===== Source data
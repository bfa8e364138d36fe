//! Provider chain walker
//!
//! Tries each strategy in order until one produces text. Local retries live in
//! the executor; moving on to the next strategy is decided here.

use tracing::{info, warn};

use super::executor::{AttemptOutcome, RequestExecutor};
use super::prompt::GenerationRequest;
use super::strategy::ProviderStrategy;

/// A strategy that was abandoned, and why
#[derive(Debug, Clone, PartialEq)]
pub struct StrategyFailure {
    pub strategy: ProviderStrategy,
    pub outcome: AttemptOutcome,
}

/// Result of walking the whole chain for one request
#[derive(Debug, Clone, PartialEq)]
pub enum ChainOutcome {
    /// Raw provider text from the first strategy that succeeded
    Generated {
        text: String,
        strategy: ProviderStrategy,
    },
    /// Every strategy failed; a soft failure for this category this run
    Exhausted { failures: Vec<StrategyFailure> },
}

impl ChainOutcome {
    pub fn is_exhausted(&self) -> bool {
        matches!(self, ChainOutcome::Exhausted { .. })
    }
}

/// Ordered fallback across provider strategies
pub struct ProviderChain {
    executor: RequestExecutor,
    strategies: Vec<ProviderStrategy>,
}

impl ProviderChain {
    pub fn new(executor: RequestExecutor, strategies: Vec<ProviderStrategy>) -> Self {
        Self {
            executor,
            strategies,
        }
    }

    /// Walk the strategies in order and return the first generated text
    pub async fn walk(&self, request: &GenerationRequest) -> ChainOutcome {
        let mut failures = Vec::new();

        for strategy in &self.strategies {
            let mut attempted = strategy.clone();
            let mut outcome = self.executor.execute(&attempted, request).await;

            // Some endpoints reject JSON mode outright; the same model in plain
            // text mode is still worth one try.
            if attempted.structured_output && outcome.rejects_structured_output() {
                info!(
                    strategy = %attempted,
                    "structured output unsupported, retrying in plain-text mode"
                );
                attempted = attempted.without_structured_output();
                outcome = self.executor.execute(&attempted, request).await;
            }

            match outcome {
                AttemptOutcome::Success(text) => {
                    info!(
                        strategy = %attempted,
                        category = %request.category,
                        abandoned = failures.len(),
                        "generation succeeded"
                    );
                    return ChainOutcome::Generated {
                        text,
                        strategy: attempted,
                    };
                }
                outcome => {
                    warn!(
                        strategy = %attempted,
                        category = %request.category,
                        "abandoning strategy: {}",
                        outcome
                    );
                    failures.push(StrategyFailure {
                        strategy: attempted,
                        outcome,
                    });
                }
            }
        }

        warn!(
            category = %request.category,
            strategies = self.strategies.len(),
            "all provider strategies exhausted"
        );
        ChainOutcome::Exhausted { failures }
    }
}
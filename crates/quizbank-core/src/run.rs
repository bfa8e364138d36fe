//! Batch run over categories
//!
//! One run resolves each distinct category fully before the next. A category
//! that ends up with nothing to deliver is recorded and skipped; it never
//! stops the rest of the run.

use anyhow::Result;
use async_trait::async_trait;
use tracing::{error, info, warn};

use crate::bank::{BankDispenser, Dispensed, GeneratedItem};

/// Delivery collaborator: formats and transmits a category's pack
#[async_trait]
pub trait Delivery {
    async fn deliver(&self, category: &str, items: &[GeneratedItem]) -> Result<()>;
}

/// Per-category results of one run
#[derive(Debug, Clone, Default, PartialEq)]
pub struct RunReport {
    /// Categories delivered, with the number of questions in each pack
    pub delivered: Vec<(String, usize)>,
    /// Categories with no content this run, with the reason
    pub unavailable: Vec<(String, String)>,
    /// Categories that hit a storage or delivery error
    pub failed: Vec<(String, String)>,
}

impl RunReport {
    pub fn is_clean(&self) -> bool {
        self.unavailable.is_empty() && self.failed.is_empty()
    }
}

/// Distinct categories in first-seen order
fn distinct<I>(categories: I) -> Vec<String>
where
    I: IntoIterator<Item = String>,
{
    let mut seen = std::collections::HashSet::new();
    categories
        .into_iter()
        .map(|c| c.trim().to_string())
        .filter(|c| !c.is_empty() && seen.insert(c.clone()))
        .collect()
}

/// Dispense and deliver up to `pack_size` questions for every category
pub async fn run_batch<I, D>(
    dispenser: &BankDispenser<'_>,
    categories: I,
    pack_size: usize,
    delivery: &D,
) -> RunReport
where
    I: IntoIterator<Item = String>,
    D: Delivery + ?Sized,
{
    let mut report = RunReport::default();

    for category in distinct(categories) {
        let mut pack = Vec::with_capacity(pack_size);
        let mut shortfall = None;

        for _ in 0..pack_size {
            match dispenser.dispense(&category).await {
                Ok(Dispensed::Item(entry)) => pack.push(entry.item),
                Ok(Dispensed::Unavailable(reason)) => {
                    shortfall = Some(reason.to_string());
                    break;
                }
                Err(e) => {
                    error!(category = %category, "dispense failed: {:#}", e);
                    shortfall = Some(format!("{:#}", e));
                    break;
                }
            }
        }

        if pack.is_empty() {
            let reason = shortfall.unwrap_or_else(|| "no questions".to_string());
            warn!(category = %category, "skipping category: {}", reason);
            report.unavailable.push((category, reason));
            continue;
        }

        if let Some(reason) = shortfall {
            warn!(
                category = %category,
                got = pack.len(),
                wanted = pack_size,
                "partial pack: {}",
                reason
            );
        }

        match delivery.deliver(&category, &pack).await {
            Ok(()) => {
                info!(category = %category, count = pack.len(), "pack delivered");
                report.delivered.push((category, pack.len()));
            }
            Err(e) => {
                error!(category = %category, "delivery failed: {:#}", e);
                report.failed.push((category, format!("{:#}", e)));
            }
        }
    }

    report
}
==========
Exercise objective. What's needed is an exact copy of every entry.

Response to this task.
repository bfa8e364138d36fe
//! Provider chain walker
//!
//! Tries each strategy in order until one produces text. Local retries live in
//! the executor; moving on to the next strategy is decided here.

use tracing::{info, warn};

use super::executor::{AttemptOutcome, RequestExecutor};
use super::prompt::GenerationRequest;
use super::strategy::ProviderStrategy;

/// A strategy that was abandoned, and why
#[derive(Debug, Clone, PartialEq)]
pub struct StrategyFailure {
    pub strategy: ProviderStrategy,
    pub outcome: AttemptOutcome,
}

/// Result of walking the whole chain for one request
#[derive(Debug, Clone, PartialEq)]
pub enum ChainOutcome {
    /// Raw provider text from the first strategy that succeeded
    Generated {
        text: String,
        strategy: ProviderStrategy,
    },
    /// Every strategy failed; a soft failure for this category this run
    Exhausted { failures: Vec<StrategyFailure> },
}

impl ChainOutcome {
    pub fn is_exhausted(&self) -> bool {
        matches!(self, ChainOutcome::Exhausted { .. })
    }
}

/// Ordered fallback across provider strategies
pub struct ProviderChain {
    executor: RequestExecutor,
    strategies: Vec<ProviderStrategy>,
}

impl ProviderChain {
    pub fn new(executor: RequestExecutor, strategies: Vec<ProviderStrategy>) -> Self {
        Self {
            executor,
            strategies,
        }
    }

    /// Walk the strategies in order and return the first generated text
    pub async fn walk(&self, request: &GenerationRequest) -> ChainOutcome {
        let mut failures = Vec::new();

        for strategy in &self.strategies {
            let mut attempted = strategy.clone();
            let mut outcome = self.executor.execute(&attempted, request).await;

            // Some endpoints reject JSON mode outright; the same model in plain
            // text mode is still worth one try.
            if attempted.structured_output && outcome.rejects_structured_output() {
                info!(
                    strategy = %attempted,
                    "structured output unsupported, retrying in plain-text mode"
                );
                attempted = attempted.without_structured_output();
                outcome = self.executor.execute(&attempted, request).await;
            }

            match outcome {
                AttemptOutcome::Success(text) => {
                    info!(
                        strategy = %attempted,
                        category = %request.category,
                        abandoned = failures.len(),
                        "generation succeeded"
                    );
                    return ChainOutcome::Generated {
                        text,
                        strategy: attempted,
                    };
                }
                outcome => {
                    warn!(
                        strategy = %attempted,
                        category = %request.category,
                        "abandoning strategy: {}",
                        outcome
                    );
                    failures.push(StrategyFailure {
                        strategy: attempted,
                        outcome,
                    });
                }
            }
        }

        warn!(
            category = %request.category,
            strategies = self.strategies.len(),
            "all provider strategies exhausted"
        );
        ChainOutcome::Exhausted { failures }
    }
}
filename crates/quizbank-core/src/run.rs
repository bfa8e364138d36fe
//! Batch run over categories
//!
//! One run resolves each distinct category fully before the next. A category
//! that ends up with nothing to deliver is recorded and skipped; it never
//! stops the rest of the run.

use anyhow::Result;
use async_trait::async_trait;
use tracing::{error, info, warn};

use crate::bank::{BankDispenser, Dispensed, GeneratedItem};

/// Delivery collaborator: formats and transmits a category's pack
#[async_trait]
pub trait Delivery {
    async fn deliver(&self, category: &str, items: &[GeneratedItem]) -> Result<()>;
}

/// Per-category results of one run
#[derive(Debug, Clone, Default, PartialEq)]
pub struct RunReport {
    /// Categories delivered, with the number of questions in each pack
    pub delivered: Vec<(String, usize)>,
    /// Categories with no content this run, with the reason
    pub unavailable: Vec<(String, String)>,
    /// Categories that hit a storage or delivery error
    pub failed: Vec<(String, String)>,
}

impl RunReport {
    pub fn is_clean(&self) -> bool {
        self.unavailable.is_empty() && self.failed.is_empty()
    }
}

/// Distinct categories in first-seen order
fn distinct<I>(categories: I) -> Vec<String>
where
    I: IntoIterator<Item = String>,
{
    let mut seen = std::collections::HashSet::new();
    categories
        .into_iter()
        .map(|c| c.trim().to_string())
        .filter(|c| !c.is_empty() && seen.insert(c.clone()))
        .collect()
}

/// Dispense and deliver up to `pack_size` questions for every category
pub async fn run_batch<I, D>(
    dispenser: &BankDispenser<'_>,
    categories: I,
    pack_size: usize,
    delivery: &D,
) -> RunReport
where
    I: IntoIterator<Item = String>,
    D: Delivery + ?Sized,
{
    let mut report = RunReport::default();

    for category in distinct(categories) {
        let mut pack = Vec::with_capacity(pack_size);
        let mut shortfall = None;

        for _ in 0..pack_size {
            match dispenser.dispense(&category).await {
                Ok(Dispensed::Item(entry)) => pack.push(entry.item),
                Ok(Dispensed::Unavailable(reason)) => {
                    shortfall = Some(reason.to_string());
                    break;
                }
                Err(e) => {
                    error!(category = %category, "dispense failed: {:#}", e);
                    shortfall = Some(format!("{:#}", e));
                    break;
                }
            }
        }

        if pack.is_empty() {
            let reason = shortfall.unwrap_or_else(|| "no questions".to_string());
            warn!(category = %category, "skipping category: {}", reason);
            report.unavailable.push((category, reason));
            continue;
        }

        if let Some(reason) = shortfall {
            warn!(
                category = %category,
                got = pack.len(),
                wanted = pack_size,
                "partial pack: {}",
                reason
            );
        }

        match delivery.deliver(&category, &pack).await {
            Ok(()) => {
                info!(category = %category, count = pack.len(), "pack delivered");
                report.delivered.push((category, pack.len()));
            }
            Err(e) => {
                error!(category = %category, "delivery failed: {:#}", e);
                report.failed.push((category, format!("{:#}", e)));
            }
        }
    }

    report
}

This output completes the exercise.